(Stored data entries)
use std::time::Instant;

use log::{info, trace};

use crate::data::{Assignment, LectureId, ScheduledLecture, SchedulingOutput, SolveStats};
use crate::domain::TimetableProblem;
use crate::error::ScheduleError;
use crate::propagate::Fail;
use crate::state::SearchState;


/// Knobs for one solve run.
#[derive(Debug, Clone, Copy)]
pub struct SolveOptions {
    /// When true (the default), the lecture cap is an inclusive limit: an
    /// instructor whose fixed count has reached the cap takes no further
    /// lectures. When false, an instructor is only blocked once already
    /// past the cap, so it can end up exactly one lecture over.
    pub strict_load_cap: bool,
    /// Abort the whole solve once this instant has passed. Checked at
    /// every branch entry.
    pub deadline: Option<Instant>,
    /// Invoke the progress observer every this many branches.
    pub progress_every: Option<u64>,
}

impl Default for SolveOptions {
    fn default() -> Self {
        SolveOptions {
            strict_load_cap: true,
            deadline: None,
            progress_every: None,
        }
    }
}

/// Snapshot handed to a progress observer.
#[derive(Debug, Clone)]
pub struct Progress {
    pub branches: u64,
    pub backtracks: u64,
    /// Lectures fixed so far, as (lecture index, assignment) pairs.
    pub partial: Vec<(LectureId, Assignment)>,
    pub total_lectures: usize,
}

/// Searches for the first feasible schedule. Progress snapshots, if
/// enabled via [`SolveOptions::progress_every`], go to the trace log.
pub fn solve(
    problem: &TimetableProblem,
    options: &SolveOptions,
) -> Result<SchedulingOutput, ScheduleError> {
    solve_with_observer(problem, options, &mut |progress: &Progress| {
        trace!(
            "{}/{} lectures fixed after {} branches ({} backtracked)",
            progress.partial.len(),
            progress.total_lectures,
            progress.branches,
            progress.backtracks
        );
    })
}

/// Like [`solve`], with an injectable observer receiving periodic
/// snapshots of the partial assignment. The observer is a debug side
/// channel; it cannot influence the search.
pub fn solve_with_observer<F>(
    problem: &TimetableProblem,
    options: &SolveOptions,
    observer: &mut F,
) -> Result<SchedulingOutput, ScheduleError>
where
    F: FnMut(&Progress),
{
    let start_time = Instant::now();
    info!(
        "searching a schedule for {} lectures over {} instructors, {} rooms and {} timeslots ({} candidate assignments)",
        problem.lectures.len(),
        problem.instructors.len(),
        problem.rooms.len(),
        problem.timeslots.len(),
        problem.universe.len()
    );

    let mut search = Search {
        state: SearchState::new(problem, options.strict_load_cap),
        deadline: options.deadline,
        progress_every: options.progress_every,
        branches: 0,
        backtracks: 0,
    };

    match search.run(observer) {
        Ok(()) => {
            let duration = start_time.elapsed();
            info!(
                "schedule found in {:.2?} after {} branches ({} backtracked)",
                duration, search.branches, search.backtracks
            );
            let assignments = problem
                .lectures
                .iter()
                .enumerate()
                .map(|(lecture, name)| {
                    let a = problem.universe[search.state.fixed[lecture].unwrap()];
                    ScheduledLecture {
                        lecture: name.clone(),
                        timeslot: problem.timeslots[a.timeslot].to_string(),
                        instructor: problem.instructors[a.instructor].name.clone(),
                        room: problem.rooms[a.room].number,
                    }
                })
                .collect();
            Ok(SchedulingOutput {
                assignments,
                stats: SolveStats {
                    branches: search.branches,
                    backtracks: search.backtracks,
                    solve_time_ms: duration.as_millis() as u64,
                },
            })
        }
        Err(Fail::Deadline) => Err(ScheduleError::DeadlineExceeded),
        Err(Fail::Collapsed(lecture)) | Err(Fail::Exhausted(lecture)) => {
            Err(ScheduleError::Infeasible(format!(
                "unable to find a schedule without violating constraints (stuck on lecture '{}')",
                problem.lectures[lecture]
            )))
        }
    }
}

/// Depth-first backtracking driver over a [`SearchState`].
struct Search<'p> {
    state: SearchState<'p>,
    deadline: Option<Instant>,
    progress_every: Option<u64>,
    branches: u64,
    backtracks: u64,
}

impl Search<'_> {
    /// One recursive step: pick the most constrained lecture, try its
    /// candidates least-constraining first, propagate each tentative fix
    /// to fixpoint, and recurse. A failed candidate is undone from the
    /// trail before the next one is tried, so sibling branches always see
    /// the same domains.
    fn run<F: FnMut(&Progress)>(&mut self, observer: &mut F) -> Result<(), Fail> {
        if let Some(deadline) = self.deadline {
            if Instant::now() >= deadline {
                return Err(Fail::Deadline);
            }
        }
        if self.state.is_complete() {
            return Ok(());
        }
        let Some(lecture) = self.state.select_most_constrained() else {
            return Ok(());
        };

        for candidate in self.state.order_least_constraining(lecture) {
            let instructor = self.state.problem.universe[candidate].instructor;
            if self.state.instructor_busy(instructor) {
                continue;
            }

            self.branches += 1;
            self.tick(observer);
            trace!("lecture {lecture} := assignment {candidate}");

            let mark = self.state.mark();
            let attempt = self
                .state
                .fix_and_propagate(lecture, candidate)
                .and_then(|()| self.run(observer));
            match attempt {
                Ok(()) => return Ok(()),
                Err(Fail::Deadline) => return Err(Fail::Deadline),
                Err(fail) => {
                    trace!("lecture {lecture} := assignment {candidate} failed: {fail:?}");
                    self.backtracks += 1;
                    self.state.undo_to(mark);
                }
            }
        }
        Err(Fail::Exhausted(lecture))
    }

    fn tick<F: FnMut(&Progress)>(&mut self, observer: &mut F) {
        let Some(every) = self.progress_every else {
            return;
        };
        if every == 0 || self.branches % every != 0 {
            return;
        }
        let partial = self
            .state
            .fixed
            .iter()
            .enumerate()
            .filter_map(|(lecture, fixed)| {
                fixed.map(|id| (lecture, self.state.problem.universe[id]))
            })
            .collect();
        observer(&Progress {
            branches: self.branches,
            backtracks: self.backtracks,
            partial,
            total_lectures: self.state.problem.lectures.len(),
        });
    }
}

■ WHAT TO PRODUCE ■
What is the number of lines in the data above that contain the word "instructors"? Report the figure only.

■ WRITTEN SOLUTION ■
3